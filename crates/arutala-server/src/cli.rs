//! Command-line interface

use arutala_vision::DeviceType;
use clap::Parser;
use std::path::PathBuf;

#[derive(Parser, Debug)]
#[command(name = "arutala-server")]
#[command(about = "Arutala image classification API", long_about = None)]
pub struct Cli {
    /// Configuration file path
    #[arg(short, long, default_value = "config.yaml")]
    pub config: String,

    /// Model identifier (hf_hub:<org>/<repo>, <org>/<repo> or a local directory)
    #[arg(short, long, env = "ARUTALA_MODEL")]
    pub model: Option<String>,

    /// Device to run inference on (cpu, cuda[:N], metal[:N])
    #[arg(short, long, value_parser = parse_device)]
    pub device: Option<DeviceType>,

    /// Directory for cached hub downloads
    #[arg(long)]
    pub cache_dir: Option<PathBuf>,

    /// Listen address
    #[arg(short = 'l', long, default_value = "0.0.0.0")]
    pub listen: String,

    /// Listen port
    #[arg(short = 'P', long, default_value = "8000")]
    pub port: u16,

    /// Enable verbose logging
    #[arg(short, long)]
    pub verbose: bool,
}

fn parse_device(s: &str) -> Result<DeviceType, String> {
    s.parse().map_err(|e: arutala_core::Error| e.to_string())
}

#[cfg(test)]
mod tests {
    use super::*;

    #[test]
    fn test_defaults() {
        let cli = Cli::parse_from(["arutala-server"]);
        assert_eq!(cli.config, "config.yaml");
        assert_eq!(cli.listen, "0.0.0.0");
        assert_eq!(cli.port, 8000);
        assert!(cli.device.is_none());
        assert!(!cli.verbose);
    }

    #[test]
    fn test_device_argument() {
        let cli = Cli::parse_from(["arutala-server", "--device", "cuda:1"]);
        assert_eq!(cli.device, Some(DeviceType::Cuda(1)));

        assert!(Cli::try_parse_from(["arutala-server", "--device", "tpu"]).is_err());
    }
}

- Assigned task:
Work out how many lines of the preceding data contain the word "yaml". Reply with that number only.

- Finished exercise:
2